»»

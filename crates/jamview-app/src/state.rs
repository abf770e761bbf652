//! Application state shared between the command bridge and the player loop.

use std::sync::mpsc;
use std::sync::{Arc, Mutex};
use std::thread::JoinHandle;

use jamview_core::commands::PlaybackCommand;
use jamview_core::state::UiSnapshot;

/// Messages sent from the command bridge to the player loop thread.
#[derive(Debug)]
pub enum PlayerLoopCommand {
    /// A control-surface command to queue on the controller.
    Playback(PlaybackCommand),
    /// Stop the player loop thread.
    Shutdown,
}

/// Shared application state.
///
/// - `mpsc::Sender` is wrapped in `Mutex` so the state is `Sync`
/// - `Option` fields are `None` until `start_player` is called
/// - the latest snapshot is shared with the loop thread through `Arc<Mutex<_>>`
pub struct AppState {
    /// Channel to the player loop. `None` before `start_player`.
    pub command_tx: Mutex<Option<mpsc::Sender<PlayerLoopCommand>>>,
    /// Snapshot of the most recent sync, for synchronous polling.
    pub latest_snapshot: Arc<Mutex<Option<UiSnapshot>>>,
    /// Player loop thread, joined by `stop_player`.
    pub worker: Mutex<Option<JoinHandle<()>>>,
    /// Whether the player loop is running.
    pub running: Mutex<bool>,
}

impl Default for AppState {
    fn default() -> Self {
        Self {
            command_tx: Mutex::new(None),
            latest_snapshot: Arc::new(Mutex::new(None)),
            worker: Mutex::new(None),
            running: Mutex::new(false),
        }
    }
}

impl AppState {
    pub fn new() -> Self {
        Self::default()
    }
}
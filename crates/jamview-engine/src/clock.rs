//! Playback clock: wall-clock seconds to whole simulation steps.
//!
//! Playback is strictly discrete. There is no interpolation between steps.

/// Whole steps covered by `elapsed_secs` of wall time at `speed_multiplier`.
///
/// Returns 0 for anything below one step's worth and for non-positive or
/// non-finite inputs.
pub fn advance_steps(elapsed_secs: f64, speed_multiplier: f64, dt: f64) -> u64 {
    let progress = step_progress(elapsed_secs, speed_multiplier, dt);
    progress.floor() as u64
}

/// Fractional steps covered by a frame; 0.0 for unusable inputs.
fn step_progress(elapsed_secs: f64, speed_multiplier: f64, dt: f64) -> f64 {
    if !(dt.is_finite() && dt > 0.0) {
        return 0.0;
    }
    let progress = elapsed_secs * speed_multiplier / dt;
    if progress.is_finite() && progress > 0.0 {
        progress
    } else {
        0.0
    }
}

/// Stateful clock that optionally carries sub-step progress across frames.
///
/// Without the carry, frames shorter than one step never advance playback.
#[derive(Debug, Clone, Default)]
pub struct PlaybackClock {
    carry_fraction: bool,
    carry: f64,
}

impl PlaybackClock {
    pub fn new(carry_fraction: bool) -> Self {
        Self {
            carry_fraction,
            carry: 0.0,
        }
    }

    /// Steps to advance for one frame.
    pub fn advance(&mut self, elapsed_secs: f64, speed_multiplier: f64, dt: f64) -> u64 {
        if !self.carry_fraction {
            return advance_steps(elapsed_secs, speed_multiplier, dt);
        }
        let total = self.carry + step_progress(elapsed_secs, speed_multiplier, dt);
        let steps = total.floor();
        self.carry = total - steps;
        steps as u64
    }

    /// Drop any accumulated sub-step progress.
    pub fn clear(&mut self) {
        self.carry = 0.0;
    }

    /// Accumulated sub-step progress, in `[0, 1)`.
    pub fn carry(&self) -> f64 {
        self.carry
    }
}
//! Playback state and the UI snapshot emitted after every synchronized step.

use serde::{Deserialize, Serialize};

use crate::constants::DEFAULT_SPEED;

/// Mutable playback state, owned by the playback controller.
#[derive(Debug, Clone, Copy, PartialEq, Serialize, Deserialize)]
pub struct PlaybackState {
    /// Always in `[0, N-1]` for a non-empty log.
    pub current_step: usize,
    pub is_playing: bool,
    pub speed_multiplier: f64,
    pub show_links: bool,
    pub show_trails: bool,
    /// Autoplay wraps to step 0 past the end. Always true.
    pub looping: bool,
}

impl Default for PlaybackState {
    fn default() -> Self {
        Self {
            current_step: 0,
            is_playing: false,
            speed_multiplier: DEFAULT_SPEED,
            show_links: true,
            show_trails: true,
            looping: true,
        }
    }
}

/// Display values for one synchronized step.
#[derive(Debug, Clone, Default, PartialEq, Serialize, Deserialize)]
pub struct UiSnapshot {
    /// Simulation time of the step (seconds since start).
    pub time: f64,
    pub step: usize,
    pub step_count: usize,
    /// Average SINR across terminals (dB), as recorded in the log.
    pub avg_sinr: f64,
    /// Fraction of terminals jammed (0.0 - 1.0), as recorded in the log.
    pub jammed_rate: f64,
    pub jammed_count: u32,
    pub normal_count: u32,
    /// Number of interference link segments currently drawn.
    pub link_count: usize,
    pub is_playing: bool,
    pub speed_multiplier: f64,
    pub show_links: bool,
    pub show_trails: bool,
    /// Recorded outcome of every known terminal at this step, in result order.
    pub terminals: Vec<TerminalReading>,
}

/// One terminal's recorded outcome at a step, for per-terminal panels.
#[derive(Debug, Clone, Default, PartialEq, Serialize, Deserialize)]
pub struct TerminalReading {
    pub gt_id: u32,
    pub is_jammed: bool,
    /// SINR in dB, when the log recorded it.
    pub sinr: Option<f64>,
}
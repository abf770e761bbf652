//! Interference link derivation.
//!
//! The log records whether a terminal is jammed but not which UAV caused it,
//! so every UAV is linked to every jammed terminal (fan-out). Callers must not
//! read a link as attributing the jamming to that UAV.

use std::collections::HashMap;

use jamview_core::log::{SimulationLog, StepSample};
use jamview_core::types::{Ecef, LinkSegment};

/// Derives link geometry from step samples. Holds the static terminal
/// positions keyed by terminal id.
#[derive(Debug, Clone, Default)]
pub struct LinkDeriver {
    terminals: HashMap<u32, Ecef>,
}

impl LinkDeriver {
    pub fn new(log: &SimulationLog) -> Self {
        Self {
            terminals: log
                .ground_terminals
                .iter()
                .map(|gt| (gt.id, gt.ecef))
                .collect(),
        }
    }

    /// One segment from every UAV to every jammed terminal in `sample`,
    /// ordered by terminal result, then UAV index.
    ///
    /// Results that reference an unknown terminal id are skipped.
    pub fn links_for(&self, sample: &StepSample) -> Vec<LinkSegment> {
        let mut links = Vec::new();
        for result in sample.ground_terminal_results.iter().filter(|r| r.is_jammed) {
            let Some(&to) = self.terminals.get(&result.gt_id) else {
                tracing::debug!(
                    gt_id = result.gt_id,
                    "jammed result for unknown terminal skipped"
                );
                continue;
            };
            links.extend(
                sample
                    .uav_positions
                    .iter()
                    .map(|&from| LinkSegment::new(from, to)),
            );
        }
        links
    }
}
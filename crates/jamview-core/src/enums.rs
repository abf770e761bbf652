//! Enumeration types used throughout the engine.

use serde::{Deserialize, Serialize};

use crate::constants::{JAMMED_COLOR, NORMAL_COLOR};

/// Kind of a moving entity that carries a trail.
#[derive(Debug, Clone, Copy, PartialEq, Eq, Hash, Serialize, Deserialize)]
pub enum EntityKind {
    Satellite,
    Uav,
}

/// Jamming status of a ground terminal at one step.
#[derive(Debug, Clone, Copy, Default, PartialEq, Eq, Hash, Serialize, Deserialize)]
pub enum TerminalStatus {
    #[default]
    Normal,
    Jammed,
}

impl TerminalStatus {
    pub fn from_jammed(is_jammed: bool) -> Self {
        if is_jammed {
            Self::Jammed
        } else {
            Self::Normal
        }
    }

    /// Indicator color as 0xRRGGBB.
    pub fn color(self) -> u32 {
        match self {
            Self::Normal => NORMAL_COLOR,
            Self::Jammed => JAMMED_COLOR,
        }
    }
}

/// Scene layers whose visibility can be switched as a whole.
#[derive(Debug, Clone, Copy, PartialEq, Eq, Hash, Serialize, Deserialize)]
pub enum SceneLayer {
    Trails,
    Links,
}
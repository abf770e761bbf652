//! Player loop thread. Runs the playback controller at a fixed frame rate.
//!
//! The controller is moved into this thread and never leaves it. Commands
//! arrive via `mpsc` channel and are queued on the controller, so they apply at
//! the start of the next frame. Snapshots are stored in shared state for
//! synchronous polling.

use std::sync::mpsc;
use std::sync::{Arc, Mutex};
use std::thread::JoinHandle;
use std::time::{Duration, Instant};

use jamview_core::scene::Scene;
use jamview_core::state::UiSnapshot;
use jamview_engine::PlaybackController;

use crate::state::PlayerLoopCommand;

/// Duration of one frame at `fps` frames per second.
pub fn frame_duration(fps: u32) -> Duration {
    Duration::from_nanos(1_000_000_000 / u64::from(fps.max(1)))
}

/// Spawns the player loop in a new thread.
///
/// Returns the command sender for the bridge to use and the thread handle.
pub fn spawn_player_loop<S>(
    controller: PlaybackController<S>,
    latest_snapshot: Arc<Mutex<Option<UiSnapshot>>>,
    fps: u32,
) -> std::io::Result<(mpsc::Sender<PlayerLoopCommand>, JoinHandle<()>)>
where
    S: Scene + Send + 'static,
{
    let (cmd_tx, cmd_rx) = mpsc::channel::<PlayerLoopCommand>();

    let handle = std::thread::Builder::new()
        .name("jamview-player-loop".into())
        .spawn(move || {
            run_player_loop(controller, cmd_rx, &latest_snapshot, frame_duration(fps));
        })?;

    Ok((cmd_tx, handle))
}

/// The player loop. Runs until Shutdown or channel disconnect.
fn run_player_loop<S: Scene>(
    mut controller: PlaybackController<S>,
    cmd_rx: mpsc::Receiver<PlayerLoopCommand>,
    latest_snapshot: &Mutex<Option<UiSnapshot>>,
    frame: Duration,
) {
    tracing::info!(steps = controller.step_count(), ?frame, "player loop started");
    publish(latest_snapshot, controller.snapshot().cloned());

    let mut last_frame = Instant::now();
    let mut next_frame_time = last_frame;

    loop {
        // 1. Drain all pending commands
        loop {
            match cmd_rx.try_recv() {
                Ok(PlayerLoopCommand::Playback(cmd)) => {
                    tracing::debug!(?cmd, "command queued");
                    controller.queue_command(cmd);
                }
                Ok(PlayerLoopCommand::Shutdown) => {
                    tracing::info!("player loop shut down");
                    return;
                }
                Err(mpsc::TryRecvError::Empty) => break,
                Err(mpsc::TryRecvError::Disconnected) => {
                    tracing::info!("command channel closed, player loop exiting");
                    return;
                }
            }
        }

        // 2. Run one frame with the real elapsed time
        let now = Instant::now();
        let elapsed = now - last_frame;
        last_frame = now;
        if let Some(snapshot) = controller.frame(elapsed) {
            publish(latest_snapshot, Some(snapshot));
        }

        // 3. Sleep until the next frame
        next_frame_time += frame;
        let now = Instant::now();
        if next_frame_time > now {
            std::thread::sleep(next_frame_time - now);
        } else if now - next_frame_time > frame * 2 {
            // Too far behind; the clock already accounts for the real elapsed time.
            next_frame_time = now;
        }
    }
}

fn publish(latest_snapshot: &Mutex<Option<UiSnapshot>>, snapshot: Option<UiSnapshot>) {
    if let Ok(mut lock) = latest_snapshot.lock() {
        *lock = snapshot;
    }
}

««

■ **TASK BRIEF**
Which lines above contain the word "TryRecvError"? Copy each of them.

■ **RESPONSE TO THIS TASK**
                Err(mpsc::TryRecvError::Empty) => break,
                Err(mpsc::TryRecvError::Disconnected) => {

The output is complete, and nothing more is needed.